When Kusama undertook a year’s training in the traditional Japanese art of Nihonga painting in Kyoto in 1948, this was already a radical step for a woman at that time, and her daring developments, experimentations, performances, paintings, and installations since then have scarcely been less audacious. This exhibition seeks to highlight key turning points in her career, which spans over six decades, and concludes with a range of stunning new works, displayed here in London for the first time.
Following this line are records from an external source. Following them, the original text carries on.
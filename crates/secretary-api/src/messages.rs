//! Handlers for the conversational endpoints.
//!
//! | Method | Path | Notes |
//! |--------|------|-------|
//! | `POST` | `/users/:user/messages` | Body: [`MessageBody`]; returns a [`Reply`] |
//! | `POST` | `/users/:user/cancel` | Drops a pending conflict resolution |

use std::sync::Arc;

use axum::{
  Json,
  extract::{Path, State},
};
use secretary_agenda::{Desk, Reply};
use secretary_core::{clock::Clock, store::RecordStore};
use serde::{Deserialize, Serialize};

use crate::error::ApiError;

#[derive(Debug, Deserialize)]
pub struct MessageBody {
  pub text: String,
}

/// `POST /users/:user/messages`
pub async fn post<S, C>(
  State(desk): State<Arc<Desk<S, C>>>,
  Path(user_id): Path<String>,
  Json(body): Json<MessageBody>,
) -> Result<Json<Reply>, ApiError>
where
  S: RecordStore,
  C: Clock,
{
  if body.text.trim().is_empty() {
    return Err(ApiError::BadRequest("message text is empty".into()));
  }
  let reply = desk.handle_message(&user_id, &body.text).await?;
  Ok(Json(reply))
}

#[derive(Debug, Serialize)]
pub struct Cancelled {
  pub cancelled: bool,
}

/// `POST /users/:user/cancel`
pub async fn cancel<S, C>(
  State(desk): State<Arc<Desk<S, C>>>,
  Path(user_id): Path<String>,
) -> Json<Cancelled>
where
  S: RecordStore,
  C: Clock,
{
  Json(Cancelled { cancelled: desk.cancel(&user_id).await })
}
The first couple of rooms contain some of the few remaining examples of Kusama’s really early works from Japan, including her Nihonga style Lingering Dream (1949), a memento mori with decaying sunflowers with butterflies, in which the details on the veins are almost human, and vegetal and animal matter merge in a surreal and unsettling way. A set of 30 small works on paper follows, described by curator Frances Morris, as a ‘Pandora’s box of experimentation’, with watercolours and gouaches, ink, pastel and tempera, exploring not just colour and form, but also texture, through the use of frottage techniques.

In the mid-1950s, however, Kusama, having already received considerable critical acclaim in Japan, decided she wanted to leave for the United States. She arrived on the West Coast late in 1957 and moved to New York six months later. Here she was influenced by Abstract Expressionism, and began to produce a large-scale series of paintings entitled ‘Infinity Net’. Largely white, from a distance, these works only really become more interesting as you approach and look beyond and behind the surface. Repetitive brushstrokes, scalloped shapes, thick globules of white paint, as if squeezed directly from the tube, almost like toothpaste, these works offer a sense of movement across their surfaces, like writhing tadpoles or spermata.

In the early 1960s, Kusama began to work with sculptures, and her interest in the phallus increased. Aggregation: One Thousand Boats Show (1963), her first room installation, contains a white painted rowing boat, covered in phalli, and the neighbouring room, which contains a number of her ‘Sex Obsession’ and ‘Food Obsession’ Accumulation Sculptures from the following years are scarcely less phallocentric: furniture, shoes, clothes – nothing escapes her penile adornment.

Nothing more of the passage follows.